Yes, it’s ANOTHER trash bag survival tip.  You can’t go wrong packing a few of these babies in your bug-out bag.  This tip is all about making grommets on the fly and it’s especially useful if you are using a trash bag as a make-shift tarp, WITHOUT RIPPING HOLES.

Tarps usually come with metal grommets (the metal rings for tying off ropes) but some don’t and they often times they rip through or are otherwise destroyed. If you don’t carry extra grommets in your bug-out bag (which would just take up life-saving space anyways) a ripped grommet can render an important piece of equipment much less useful.

Just puncturing a hole in your tarp to tie it down is NOT going to work.  Under any stress, the rope will rip though the tarp, and then you’re right back where you started, except now you have a giant gash in your tarp.

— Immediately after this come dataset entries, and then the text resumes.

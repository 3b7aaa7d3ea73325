// Copyright 2019-2026 Maravilla Labs, operated by SOLUTAS GmbH, Switzerland
// SPDX-License-Identifier: Apache-2.0
// SPDX-License-Identifier: MIT

//! Removes compiled assets.

use std::path::Path;

use console::style;
use shoes::assets::{clear_dir, COMPILED_SUBDIRS};

use crate::project::Project;

/// Empties `compiled/css` and `compiled/js`, returning how many entries
/// were removed.
pub fn clean_project(project: &Project, config: Option<&Path>) -> anyhow::Result<usize> {
    let app_config = project.load_config(config, false)?;
    let compiled = project.root().join(&app_config.compiled_dir);
    Ok(COMPILED_SUBDIRS
        .iter()
        .map(|subdir| clear_dir(&compiled.join(subdir), subdir))
        .sum())
}

/// Runs the clean command.
pub fn run(project: &Project, config: Option<&Path>) -> anyhow::Result<()> {
    let removed = clean_project(project, config)?;
    println!(
        "{} {}",
        style("✓").green(),
        style(format!("Removed {} compiled file(s)", removed)).dim()
    );
    Ok(())
}
// Copyright 2019-2026 Maravilla Labs, operated by SOLUTAS GmbH, Switzerland
// SPDX-License-Identifier: Apache-2.0
// SPDX-License-Identifier: MIT

//! Cache-busting asset URLs.
//!
//! Every server start picks a short nonce. Views reference assets as
//! `/css/<nonce>/site.css`; the middleware strips the nonce before the
//! request reaches the compiler and static file services, and rejects URLs
//! carrying a nonce from an earlier run so browsers never pair a new page
//! with a stale asset.

use std::fmt;
use std::time::{SystemTime, UNIX_EPOCH};

use axum::extract::{Request, State};
use axum::http::{StatusCode, Uri};
use axum::middleware::Next;
use axum::response::{IntoResponse, Response};
use lazy_static::lazy_static;
use regex::Regex;
use tracing::trace;

use crate::utils::digest_hex;

lazy_static! {
    static ref ASSET_PATH: Regex = Regex::new(r"^/(css|js)/([^/]+)/(.+)$").unwrap();
}

/// What to do with a request path.
#[derive(Debug, Clone, PartialEq, Eq)]
pub enum Resolution {
    /// Not a versioned asset URL; leave it alone.
    Pass,
    /// Versioned with the current nonce; serve this path instead.
    Rewrite(String),
    /// Versioned with some other nonce.
    Stale,
}

/// The per-process cache-busting token.
#[derive(Debug, Clone, PartialEq, Eq)]
pub struct Nonce(String);

impl Nonce {
    /// Generates a nonce from the current time.
    pub fn generate() -> Self {
        let millis = SystemTime::now()
            .duration_since(UNIX_EPOCH)
            .map(|d| d.as_millis())
            .unwrap_or_default();
        Self(digest_hex(&millis.to_string())[..6].to_string())
    }

    /// Uses a fixed value, e.g. a release identifier.
    pub fn new(value: impl Into<String>) -> Self {
        Self(value.into())
    }

    /// The nonce text.
    pub fn as_str(&self) -> &str {
        &self.0
    }

    /// Builds a versioned URL for `file` of the given kind (`css` or `js`).
    pub fn asset_url(&self, kind: &str, file: &str) -> String {
        format!("/{}/{}/{}", kind, self.0, file.trim_start_matches('/'))
    }

    /// Classifies a request path.
    pub fn resolve(&self, path: &str) -> Resolution {
        let Some(captures) = ASSET_PATH.captures(path) else {
            return Resolution::Pass;
        };
        if &captures[2] != self.0.as_str() {
            return Resolution::Stale;
        }
        Resolution::Rewrite(format!("/{}/{}", &captures[1], &captures[3]))
    }
}

impl fmt::Display for Nonce {
    fn fmt(&self, f: &mut fmt::Formatter<'_>) -> fmt::Result {
        f.write_str(&self.0)
    }
}

/// Axum middleware that strips the nonce from versioned asset URLs.
pub async fn bust_cache(State(nonce): State<Nonce>, mut request: Request, next: Next) -> Response {
    match nonce.resolve(request.uri().path()) {
        Resolution::Pass => {}
        Resolution::Stale => {
            trace!("Stale asset URL {}", request.uri());
            return (StatusCode::NOT_FOUND, "Not Found").into_response();
        }
        Resolution::Rewrite(path) => {
            if let Some(uri) = replace_path(request.uri(), &path) {
                *request.uri_mut() = uri;
            }
        }
    }
    next.run(request).await
}

fn replace_path(uri: &Uri, path: &str) -> Option<Uri> {
    let path_and_query = match uri.query() {
        Some(query) => format!("{}?{}", path, query),
        None => path.to_string(),
    };
    let mut parts = uri.clone().into_parts();
    parts.path_and_query = Some(path_and_query.parse().ok()?);
    Uri::from_parts(parts).ok()
}
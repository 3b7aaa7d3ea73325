// Copyright 2019-2026 Maravilla Labs, operated by SOLUTAS GmbH, Switzerland
// SPDX-License-Identifier: Apache-2.0
// SPDX-License-Identifier: MIT

//! Project location and configuration.
//!
//! A project is a directory holding `views/`, `public/` and an optional
//! config file. Without a config file the project runs with development
//! defaults.

use std::path::{Path, PathBuf};

use anyhow::Context;
use shoes::{AppConfig, Environment};
use tracing::debug;

/// Config files looked for when none is given explicitly.
pub const CONFIG_FILES: [&str; 2] = ["config.json", "config.toml"];

/// A shoes project on disk.
#[derive(Debug, Clone)]
pub struct Project {
    root: PathBuf,
    env: Environment,
}

impl Project {
    /// Opens the project at `root` in the named environment (or the one
    /// from `$SHOES_ENV`).
    pub fn new(root: impl Into<PathBuf>, env: Option<&str>) -> Self {
        Self {
            root: root.into(),
            env: Environment::new(env),
        }
    }

    /// Project root.
    pub fn root(&self) -> &Path {
        &self.root
    }

    /// The selected environment.
    pub fn env(&self) -> &Environment {
        &self.env
    }

    /// Loads the project configuration.
    ///
    /// An explicit `config` path must exist. Otherwise the first of
    /// [`CONFIG_FILES`] present in the root is used, and when there is none
    /// the development defaults apply.
    pub fn load_config(&self, config: Option<&Path>, strict: bool) -> anyhow::Result<AppConfig> {
        let path = match config {
            Some(path) => Some(self.root.join(path)),
            None => CONFIG_FILES
                .iter()
                .map(|name| self.root.join(name))
                .find(|path| path.is_file()),
        };

        let Some(path) = path else {
            debug!("No config file in {}, using defaults", self.root.display());
            return Ok(AppConfig::development());
        };

        let value = self
            .env
            .load_config(&path, strict)
            .with_context(|| format!("loading {}", path.display()))?;
        Ok(AppConfig::from_value(value)?)
    }
}
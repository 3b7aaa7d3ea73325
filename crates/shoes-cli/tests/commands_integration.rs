// Copyright 2019-2026 Maravilla Labs, operated by SOLUTAS GmbH, Switzerland
// SPDX-License-Identifier: Apache-2.0
// SPDX-License-Identifier: MIT

//! Integration tests for the compile and clean commands.

use std::fs;
use std::path::Path;

use tempfile::tempdir;

use shoes_cli::commands::clean::clean_project;
use shoes_cli::commands::compile::compile_project;
use shoes_cli::project::Project;

/// Create a test project structure in a temp directory
fn setup_project(dir: &Path) {
    fs::create_dir_all(dir.join("public/css/parts")).unwrap();
    fs::create_dir_all(dir.join("public/js")).unwrap();

    fs::write(dir.join("public/css/site.css"), ".site {\n  color: red;\n}\n").unwrap();
    fs::write(dir.join("public/css/parts/nav.css"), "nav { margin: 0px; }").unwrap();
    fs::write(dir.join("public/css/notes.txt"), "not a stylesheet").unwrap();
    fs::write(dir.join("public/js/app.js"), "var answer = 40 + 2;\n").unwrap();

    fs::write(
        dir.join("config.json"),
        r#"{ "default": {}, "production": { "production": true } }"#,
    )
    .unwrap();
}

#[tokio::test]
async fn test_compile_then_up_to_date() {
    let dir = tempdir().unwrap();
    setup_project(dir.path());
    let project = Project::new(dir.path(), Some("production"));

    let reports = compile_project(&project, None).await.unwrap();
    let css = reports.iter().find(|(name, _)| *name == "css").unwrap().1;
    let js = reports.iter().find(|(name, _)| *name == "js").unwrap().1;
    assert_eq!(css.compiled, 2);
    assert_eq!(js.compiled, 1);

    assert_eq!(
        fs::read_to_string(dir.path().join("compiled/css/site.css")).unwrap(),
        ".site{color:red}"
    );
    assert!(dir.path().join("compiled/css/parts/nav.css").is_file());
    assert!(!dir.path().join("compiled/css/notes.txt").exists());

    let script = fs::read_to_string(dir.path().join("compiled/js/app.js")).unwrap();
    assert!(!script.trim().is_empty());
    assert!(script.contains("answer"));

    let again = compile_project(&project, None).await.unwrap();
    assert!(again.iter().all(|(_, report)| report.compiled == 0));
    assert_eq!(again.iter().map(|(_, report)| report.fresh).sum::<usize>(), 3);
}

#[tokio::test]
async fn test_clean_removes_compiled_output() {
    let dir = tempdir().unwrap();
    setup_project(dir.path());
    let project = Project::new(dir.path(), Some("default"));

    compile_project(&project, None).await.unwrap();
    let removed = clean_project(&project, None).unwrap();
    assert_eq!(removed, 3);
    assert!(dir.path().join("compiled/css").is_dir());
    assert!(!dir.path().join("compiled/css/site.css").exists());
    assert!(!dir.path().join("compiled/js/app.js").exists());
}
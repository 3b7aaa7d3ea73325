// Copyright 2019-2026 Maravilla Labs, operated by SOLUTAS GmbH, Switzerland
// SPDX-License-Identifier: Apache-2.0
// SPDX-License-Identifier: MIT

//! On-demand asset compilation.
//!
//! [`AssetCompiler`] maps request paths to source files through a list of
//! [`CompilerSpec`]s. When a GET request arrives for a compiled asset, the
//! source and destination modification times are compared and the source is
//! recompiled if the destination is missing or older. Serving the file is
//! left to the static file service further down the stack.
//!
//! ```text
//! GET /css/site.css
//!   src:  public/css/site.css    (pattern \.css$ replaced by source ext)
//!   dest: compiled/css/site.css
//! ```
//!
//! Compiles of the same destination are serialised, so concurrent requests
//! for a stale asset compile it once and never interleave writes.

use std::collections::HashMap;
use std::fs;
use std::io::ErrorKind;
use std::path::{Component, Path, PathBuf};
use std::sync::{Arc, Mutex};
use std::time::SystemTime;

use axum::extract::{Request, State};
use axum::http::Method;
use axum::middleware::Next;
use axum::response::{IntoResponse, Response};
use regex::Regex;
use tracing::{debug, trace};

use crate::error::{Result, ShoesError};

/// A source-to-output compiler.
pub trait Compile: Send + Sync {
    /// Compiles `source`, read from `path`, into the output text.
    fn compile(&self, source: &str, path: &Path) -> Result<String>;
}

impl<F> Compile for F
where
    F: Fn(&str, &Path) -> Result<String> + Send + Sync,
{
    fn compile(&self, source: &str, path: &Path) -> Result<String> {
        self(source, path)
    }
}

/// Associates a URL suffix pattern with a compiler.
#[derive(Clone)]
pub struct CompilerSpec {
    /// Compiler name, used in errors and logs.
    pub name: String,
    /// Pattern matched against the request path, e.g. `\.css$`.
    pub pattern: Regex,
    /// Replacement for the matched suffix that yields the source path.
    pub source_ext: String,
    /// The compiler itself.
    pub compiler: Arc<dyn Compile>,
}

impl CompilerSpec {
    /// Creates a compiler spec.
    pub fn new(
        name: impl Into<String>,
        pattern: &str,
        source_ext: impl Into<String>,
        compiler: impl Compile + 'static,
    ) -> Result<Self> {
        Ok(Self {
            name: name.into(),
            pattern: Regex::new(pattern)?,
            source_ext: source_ext.into(),
            compiler: Arc::new(compiler),
        })
    }

    /// Returns true if this spec handles `url_path`.
    pub fn matches(&self, url_path: &str) -> bool {
        self.pattern.is_match(url_path)
    }

    /// Resolves the source file for `url_path` under `src_dir`.
    pub fn source_path(&self, src_dir: &Path, url_path: &str) -> PathBuf {
        let replaced = self.pattern.replace(url_path, self.source_ext.as_str());
        src_dir.join(replaced.trim_start_matches('/'))
    }
}

impl std::fmt::Debug for CompilerSpec {
    fn fmt(&self, f: &mut std::fmt::Formatter<'_>) -> std::fmt::Result {
        f.debug_struct("CompilerSpec")
            .field("name", &self.name)
            .field("pattern", &self.pattern.as_str())
            .field("source_ext", &self.source_ext)
            .finish()
    }
}

/// Outcome of a freshness check.
#[derive(Debug, Clone, Copy, PartialEq, Eq)]
pub enum Freshness {
    /// No compiler handles the path.
    Unmatched,
    /// A compiler matched but the source file does not exist.
    NoSource,
    /// The compiled file is up to date.
    Fresh,
    /// The source was (re)compiled.
    Compiled,
}

/// Counts from compiling a whole source tree.
#[derive(Debug, Default, Clone, Copy, PartialEq, Eq)]
pub struct CompileReport {
    /// Files compiled during this run.
    pub compiled: usize,
    /// Files whose output was already current.
    pub fresh: usize,
}

/// Compiles assets from `src_dir` into `dest_dir` when they are stale.
pub struct AssetCompiler {
    src_dir: PathBuf,
    dest_dir: PathBuf,
    specs: Vec<CompilerSpec>,
    locks: Mutex<HashMap<PathBuf, Arc<tokio::sync::Mutex<()>>>>,
}

impl AssetCompiler {
    /// Creates an asset compiler.
    ///
    /// # Errors
    ///
    /// Returns [`ShoesError::NoCompilersEnabled`] if `specs` is empty.
    pub fn new(
        src_dir: impl Into<PathBuf>,
        dest_dir: impl Into<PathBuf>,
        specs: Vec<CompilerSpec>,
    ) -> Result<Self> {
        if specs.is_empty() {
            return Err(ShoesError::NoCompilersEnabled);
        }
        Ok(Self {
            src_dir: src_dir.into(),
            dest_dir: dest_dir.into(),
            specs,
            locks: Mutex::new(HashMap::new()),
        })
    }

    /// Source directory.
    pub fn src_dir(&self) -> &Path {
        &self.src_dir
    }

    /// Destination directory.
    pub fn dest_dir(&self) -> &Path {
        &self.dest_dir
    }

    /// Makes sure the compiled file for `url_path` is at least as new as its
    /// source, compiling it if needed.
    pub async fn ensure_fresh(&self, url_path: &str) -> Result<Freshness> {
        if !is_safe_path(url_path) {
            return Ok(Freshness::Unmatched);
        }
        let Some(spec) = self.specs.iter().find(|s| s.matches(url_path)) else {
            return Ok(Freshness::Unmatched);
        };

        let src = spec.source_path(&self.src_dir, url_path);
        let dest = self.dest_dir.join(url_path.trim_start_matches('/'));

        if modified(&src).await?.is_none() {
            return Ok(Freshness::NoSource);
        }

        let lock = self.lock_for(&dest);
        let _guard = lock.lock().await;

        // Re-check under the lock: another request may have just compiled it.
        let Some(src_mtime) = modified(&src).await? else {
            return Ok(Freshness::NoSource);
        };
        if let Some(dest_mtime) = modified(&dest).await? {
            if src_mtime <= dest_mtime {
                return Ok(Freshness::Fresh);
            }
        }

        self.compile(spec, &src, &dest).await?;
        Ok(Freshness::Compiled)
    }

    /// Compiles every stale source under `src_dir/subdir`.
    ///
    /// Request paths are derived from the relative file paths, so this only
    /// reaches sources whose extension maps back onto itself (as the default
    /// `css` and `js` compilers do).
    pub async fn compile_tree(&self, subdir: &str) -> Result<CompileReport> {
        let root = self.src_dir.join(subdir);
        let mut files = Vec::new();
        if root.is_dir() {
            collect_files(&root, &mut files)?;
        }
        files.sort();

        let mut report = CompileReport::default();
        for file in files {
            let Ok(relative) = file.strip_prefix(&self.src_dir) else {
                continue;
            };
            let url_path = format!("/{}", relative.to_string_lossy().replace('\\', "/"));
            match self.ensure_fresh(&url_path).await? {
                Freshness::Compiled => report.compiled += 1,
                Freshness::Fresh => report.fresh += 1,
                Freshness::Unmatched | Freshness::NoSource => {}
            }
        }
        Ok(report)
    }

    fn lock_for(&self, dest: &Path) -> Arc<tokio::sync::Mutex<()>> {
        let mut locks = self.locks.lock().unwrap_or_else(|e| e.into_inner());
        locks.entry(dest.to_path_buf()).or_default().clone()
    }

    async fn compile(&self, spec: &CompilerSpec, src: &Path, dest: &Path) -> Result<()> {
        let source = tokio::fs::read_to_string(src).await?;

        let compiler = spec.compiler.clone();
        let src_path = src.to_path_buf();
        let output = tokio::task::spawn_blocking(move || compiler.compile(&source, &src_path))
            .await
            .map_err(|e| ShoesError::Internal(format!("compiler task failed: {}", e)))?
            .map_err(|e| match e {
                err @ ShoesError::Compile { .. } => err,
                other => ShoesError::Compile {
                    compiler: spec.name.clone(),
                    path: src.display().to_string(),
                    message: other.to_string(),
                },
            })?;

        if let Some(parent) = dest.parent() {
            tokio::fs::create_dir_all(parent).await?;
        }
        tokio::fs::write(dest, output).await?;
        debug!("Compiled {} -> {} ({})", src.display(), dest.display(), spec.name);
        Ok(())
    }
}

/// Axum middleware that refreshes compiled assets before they are served.
pub async fn compile_assets(
    State(compiler): State<Arc<AssetCompiler>>,
    request: Request,
    next: Next,
) -> Response {
    if request.method() != Method::GET && request.method() != Method::HEAD {
        return next.run(request).await;
    }

    match compiler.ensure_fresh(request.uri().path()).await {
        Ok(freshness) => {
            trace!("{} -> {:?}", request.uri().path(), freshness);
            next.run(request).await
        }
        Err(e) => e.into_response(),
    }
}

async fn modified(path: &Path) -> Result<Option<SystemTime>> {
    match tokio::fs::metadata(path).await {
        Ok(meta) if meta.is_file() => Ok(Some(meta.modified()?)),
        Ok(_) => Ok(None),
        Err(e) if e.kind() == ErrorKind::NotFound => Ok(None),
        Err(e) => Err(e.into()),
    }
}

fn is_safe_path(url_path: &str) -> bool {
    url_path.starts_with('/')
        && Path::new(url_path.trim_start_matches('/'))
            .components()
            .all(|c| matches!(c, Component::Normal(_)))
}

fn collect_files(dir: &Path, files: &mut Vec<PathBuf>) -> Result<()> {
    for entry in fs::read_dir(dir)? {
        let path = entry?.path();
        if path.is_dir() {
            collect_files(&path, files)?;
        } else if path.is_file() {
            files.push(path);
        }
    }
    Ok(())
}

The simple solution is to use the environment and the cord that you would already have in order to tether your tarp in the first place. Instead of pulling on the edge of your tarp or garbage bag, this type of grommet pulls on a larger surface area, making it a considerably stronger hold.

The best part is that you can use almost ANYTHING you have readily available in your environment, as long as it’s small enough without being so small that the knot slips off at the first tug. We found this rock after just a few second of searching.

Try it out and tell us about your experience in the comments below. Also, if you have any survival hacks that you want to see us put to the test, you can add those to the comments as well and then find out if they are worth your time.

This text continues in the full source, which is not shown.